# Trigger drugs : specific role



## Guest (May 1, 2009)

Hi 

Do the tigger drugs (Pregnyl etc) initiate the LH-surge process ie towards ovualtion, or do they just mature the eggs and the rest just happens naturally IYSWIM? It seems from reading it is the former when I thought it was the latter?     

Thnx

xxx


----------



## mazv (Jul 31, 2006)

Hi Lukey,

Pregnyl does both    Basically hCG is almost chemically identical to LH and does the same thing (acts via the LH receptors in exactly the same way that LH does). In IVF/ICSI when you've been using down reg drugs then you won't have a natural LH surge so the hCG mimicks this and causes final maturation of the follicle ready to release the egg, although in this case the timing means they are collected artificially when you have EC. When used during OI protocols they do what LH does and mature the eggs and follicle and then this will naturally rupture and release the egg/s.

Hope this helps?

Maz x


----------



## Guest (May 27, 2009)

Mazv - thnx - and does Ovitrelle work in exactly the same way? ie maturing the eggs _and _ causing ovulation (I know it is in a prefilled jab so a bit different to administer etc). How, if at all ,is OVitrelle different to Pregnyl?

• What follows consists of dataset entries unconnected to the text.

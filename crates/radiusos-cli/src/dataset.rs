//! Process-wide facility dataset for the interactive shell.
//!
//! The table is loaded and geocoded once, then shared read-only for the life
//! of the process.

use std::path::Path;
use std::sync::OnceLock;

use radiusos_core::Table;
use radiusos_geocode::Geocoder;

use crate::geocode;

static DATASET: OnceLock<Table> = OnceLock::new();

/// Returns the loaded dataset, loading and geocoding `input` on first use.
///
/// Later calls return the first table regardless of `input`.
///
/// # Errors
///
/// Returns an error if the first load fails; nothing is cached in that case.
pub(crate) async fn get_or_load<G: Geocoder>(
    geocoder: &G,
    input: &Path,
) -> anyhow::Result<&'static Table> {
    if let Some(table) = DATASET.get() {
        return Ok(table);
    }

    let (table, report) = geocode::load_and_geocode(geocoder, input).await?;
    geocode::print_report(&report);
    Ok(DATASET.get_or_init(|| table))
}
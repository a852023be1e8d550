//! `radiusos search`: the full upload → geocode → rank pipeline.

use std::path::PathBuf;

use anyhow::Context;
use radiusos_core::{ColumnConventions, Table};
use radiusos_geocode::{Geocoder, SearchOutcome};

use crate::{export, geocode, render};

/// Parsed arguments of one `search` invocation, with the radius default
/// already applied.
#[derive(Debug, Clone)]
pub(crate) struct SearchRequest {
    pub(crate) input: PathBuf,
    pub(crate) address: String,
    pub(crate) radius_miles: f64,
    pub(crate) output: Option<PathBuf>,
    pub(crate) markers: Option<PathBuf>,
    pub(crate) skip_geocode: bool,
}

/// # Errors
///
/// Returns an error if the input cannot be loaded, the radius is invalid,
/// the search address cannot be geocoded, or an output file cannot be
/// written. Nothing is rendered when the search address is unresolved.
pub(crate) async fn run_search<G: Geocoder>(
    geocoder: &G,
    request: &SearchRequest,
) -> anyhow::Result<()> {
    let table = if request.skip_geocode {
        radiusos_core::load_table(&request.input, &ColumnConventions::default())
            .with_context(|| format!("failed to load {}", request.input.display()))?
    } else {
        let (table, report) = geocode::load_and_geocode(geocoder, &request.input).await?;
        geocode::print_report(&report);
        table
    };

    let outcome = radiusos_geocode::search(
        geocoder,
        &table,
        &request.address,
        request.radius_miles,
    )
    .await?;

    present(&table, &outcome, request)
}

fn present(
    table: &Table,
    outcome: &SearchOutcome<'_>,
    request: &SearchRequest,
) -> anyhow::Result<()> {
    render::write_results(&mut std::io::stdout().lock(), outcome)?;

    if let Some(path) = &request.output {
        export::write_results_file(path, table, &outcome.results)?;
    }
    if let Some(path) = &request.markers {
        let view = radiusos_core::map_view(
            outcome
                .results
                .iter()
                .map(|r| (r.record, Some(r.distance_miles))),
        );
        export::write_markers_file(path, view.as_ref())?;
    }

    Ok(())
}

Similarly - I understand Ovitrelle is 7500units and Pregnyl is usually 2 x 5000s (ie 10000!) - are they equivalent in "activity" at these doses? ie is the 7500 of Ovitrelle equal in effect to the 10000 of Pregnyl? or is 10,000 of Pregnyl slightly more "aggressive"? (IYSWIM!)

Thnx!

xxx


----------



## mazv (Jul 31, 2006)

Ovitrelle does exactly the same as Pregnyl. Ovitrelle is genetically engineered chorionic gonadotrophin from chinese hamster ovaries (it is chemically identical to hCG, has the same amino acid sequence). Pregnyl is human chorionic gonadotrophin extracted from the urine of pregnant women (the natural hormone). They are exactly the same just obtained from different sources.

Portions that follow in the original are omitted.